7.0k
views8
comments

Functional While, Repeat/Until, and Monad-free Break/Continue

Was playing around with sort algorithms in F# this weekend to kill some time and again lamented the lack of repeat/until and break in F#. Then it hit me that recursive tail call functions could achieve exactly the same thing, with only a slight ding to readability. So, I threw out 'mutable bDone' and 'while not bDone' and tried writing the code without these imperative constructs. The following distills out just the looping construct and shows how to write repeat/until, do/while, while/do, break/continue, and test-in-the-middle style code using tailcalls. These all appear to run at exactly the same speed as a traditional F# 'while' statement, but your mileage may vary (some platforms may not properly implement tailcall). At the end is a (bad) sort algorithm written in both styles, for comparison.

Let's start with a 'do/while' loop, written in traditional F# imperative style, then look at functional variations which provide both the same type of loop, as well as different semantics like while/do, repeat/until, test in the middle, and even break/continue (without monads.. um, workflows!).

#light
(* something to work on... *)
let v = ref 0
let f() = incr v;
let g() = !v;
let N = 100000000

let imperDoWhile() =
    let mutable x = 0
    let mutable bDone = false
    while not bDone do
        f()
        x <- x + 1
        if x >= N then bDone <- true

Ok, that's easy enough. Keep in mind that f() is always called at least once (do/while).

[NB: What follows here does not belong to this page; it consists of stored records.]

//! Field traits and the extension-tower models.

use crate::{
    biginteger::BigInteger,
    bytes::{FromBytes, ToBytes},
    rand::UniformRand,
};
use std::{
    fmt::{Debug, Display},
    hash::Hash,
    ops::{Add, AddAssign, Div, DivAssign, Mul, MulAssign, Neg, Sub, SubAssign},
};

#[macro_use]
pub mod macros;

pub mod models;
pub use self::models::*;

pub mod sm2;
pub mod sm9;

#[cfg(test)]
mod tests;

/// The interface for a generic field.
pub trait Field:
    'static
    + Copy
    + Clone
    + Debug
    + Display
    + Default
    + Send
    + Sync
    + Eq
    + Hash
    + ToBytes
    + FromBytes
    + UniformRand
    + Sized
    + Neg<Output = Self>
    + Add<Self, Output = Self>
    + Sub<Self, Output = Self>
    + Mul<Self, Output = Self>
    + Div<Self, Output = Self>
    + AddAssign<Self>
    + SubAssign<Self>
    + MulAssign<Self>
    + DivAssign<Self>
    + for<'a> Add<&'a Self, Output = Self>
    + for<'a> Sub<&'a Self, Output = Self>
    + for<'a> Mul<&'a Self, Output = Self>
    + for<'a> Div<&'a Self, Output = Self>
    + for<'a> AddAssign<&'a Self>
    + for<'a> SubAssign<&'a Self>
    + for<'a> MulAssign<&'a Self>
    + for<'a> DivAssign<&'a Self>
{
    /// The additive identity.
    fn zero() -> Self;

    fn is_zero(&self) -> bool;

    /// The multiplicative identity.
    fn one() -> Self;

    fn is_one(&self) -> bool;

    /// Least significant bit of the canonical representative of the
    /// constant-term coefficient. Point compression canonicalizes on it.
    fn parity(&self) -> bool;

    fn double(&self) -> Self;

    fn double_in_place(&mut self) -> &mut Self;

    fn square(&self) -> Self;

    fn square_in_place(&mut self) -> &mut Self;

    /// The multiplicative inverse, if the element is non-zero.
    fn inverse(&self) -> Option<Self>;

    fn inverse_in_place(&mut self) -> Option<&mut Self>;

    /// The p^power-th power Frobenius automorphism, applied through the
    /// precomputed coefficient tables of the tower.
    fn frobenius_map(&mut self, power: usize);

    /// Exponentiation by squaring, most significant bit first.
    fn pow<S: AsRef<[u64]>>(&self, exp: S) -> Self {
        let mut res = Self::one();
        for i in BitIterator::new(exp) {
            res.square_in_place();
            if i {
                res *= self;
            }
        }
        res
    }
}

/// The outcome of the Euler criterion.
#[derive(Debug, PartialEq, Eq, Copy, Clone)]
pub enum LegendreSymbol {
    Zero,
    QuadraticResidue,
    QuadraticNonResidue,
}

impl LegendreSymbol {
    pub fn is_zero(&self) -> bool {
        *self == LegendreSymbol::Zero
    }

    pub fn is_qnr(&self) -> bool {
        *self == LegendreSymbol::QuadraticNonResidue
    }

    pub fn is_qr(&self) -> bool {
        *self == LegendreSymbol::QuadraticResidue
    }
}

/// A field admitting an effective square-root computation.
pub trait SquareRootField: Field {
    fn legendre(&self) -> LegendreSymbol;

    /// A square root of the element, if one exists.
    fn sqrt(&self) -> Option<Self>;

    fn sqrt_in_place(&mut self) -> Option<&mut Self>;
}

/// Parameters of a prime field of four 64-bit limbs.
pub trait FpParameters: 'static + Send + Sync + Sized {
    type BigInt: BigInteger;

    /// The modulus p.
    const MODULUS: Self::BigInt;

    const MODULUS_BITS: u32;

    /// Unused most-significant bits of a limb representation.
    const REPR_SHAVE_BITS: u32;

    /// Montgomery constant R = 2^256 mod p.
    const R: Self::BigInt;

    /// R^2 mod p.
    const R2: Self::BigInt;

    /// -p^(-1) mod 2^64.
    const INV: u64;

    /// (p - 1) / 2.
    const MODULUS_MINUS_ONE_DIV_TWO: Self::BigInt;
}

/// The interface for a prime field element.
pub trait PrimeField: SquareRootField + From<u64> {
    type Params: FpParameters<BigInt = Self::BigInt>;
    type BigInt: BigInteger;

    /// Construct from a canonical big-integer representative; `None` if the
    /// value is not below the modulus.
    fn from_repr(repr: Self::BigInt) -> Option<Self>;

    /// The canonical big-integer representative in [0, p).
    fn into_repr(&self) -> Self::BigInt;

    /// Interpret a big-endian byte string of any length as an integer and
    /// reduce it modulo p.
    fn from_be_bytes_mod_order(bytes: &[u8]) -> Self;

    /// Serialized width of one element, in bytes.
    fn size_in_bytes() -> usize {
        (Self::Params::MODULUS_BITS as usize + 7) / 8
    }
}

/// Iterates the bits of a limb sequence, most significant first, including
/// leading zeros.
#[derive(Debug)]
pub struct BitIterator<E> {
    t: E,
    n: usize,
}

impl<E: AsRef<[u64]>> BitIterator<E> {
    pub fn new(t: E) -> Self {
        let n = t.as_ref().len() * 64;
        BitIterator { t, n }
    }
}

impl<E: AsRef<[u64]>> Iterator for BitIterator<E> {
    type Item = bool;

    fn next(&mut self) -> Option<bool> {
        if self.n == 0 {
            None
        } else {
            self.n -= 1;
            let part = self.n / 64;
            let bit = self.n - (64 * part);
            Some(self.t.as_ref()[part] & (1 << bit) > 0)
        }
    }
}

Here is the same code, but in a functional style. Note that we don't need to declare a mutable here.

let funDoWhile() =
    let rec loop x =
        f()             (*Do*)
        if x < N then   (*While*)
            loop (x+1)
    loop 0

We can spin that to a traditional do/while by putting the function call inside the if block.

let funWhileDo() =
    let rec loop x =
        if x < N then   (*While*)
            f()         (*Do*)
            loop (x+1)
    loop 0

How about repeating a block until some condition is true (repeat/until)? Easy enough...

let funRepeatUntil() =
    let rec loop x =
        f()                 (*Repeat*)
        if x >= N then ()   (*Until*)
        else loop (x+1)
    loop 0

What was that about a monad-less break? Well, just introduce a conditional expression which returns 'unit', as in:

let funBreak() =
    let rec loop() =
        let x = g()
        if x > N then ()    (*break*)
        else
            f()
            loop()
    loop()

How about continue? Well, that's just another call to loop! First, with a syntax crutch:

let funBreakContinue() =
    let break' () = ()
    let rec continue' () =
        let x = g()
        if   x > N then break'()
        elif x % 2 = 0 then
            f(); f(); f();
            continue'()
        else
            f()
            continue'()
    continue'()

And then again without the (ugly) syntax crutch:

let funBreakContinue'() =
    let rec loop () =
        let x = g()
        if   x > N then ()
        elif x % 2 = 0 then
            f(); f(); f();
            loop()
        else
            f()
            loop ()
    loop()

Easy as pie!

One nice result of these loop forms is that it makes it easier to spot and implement states in your loops. For example, a bubble sort continually loops over an entire array, swapping values that are out of place as it finds them. It keeps track of whether a pass over the array produced any exchanges. If not, then every value must be in the right place, so the sort can terminate. As an optimization, on every pass thru the array, the last value in the array ends up sorted into the correct place. So, the loop can be shortened by one each time through. Most algorithms check for a swap and update a "bModified" flag every time there is one. However, once the first swap is done, there is no need for that assignment; it's already set to true!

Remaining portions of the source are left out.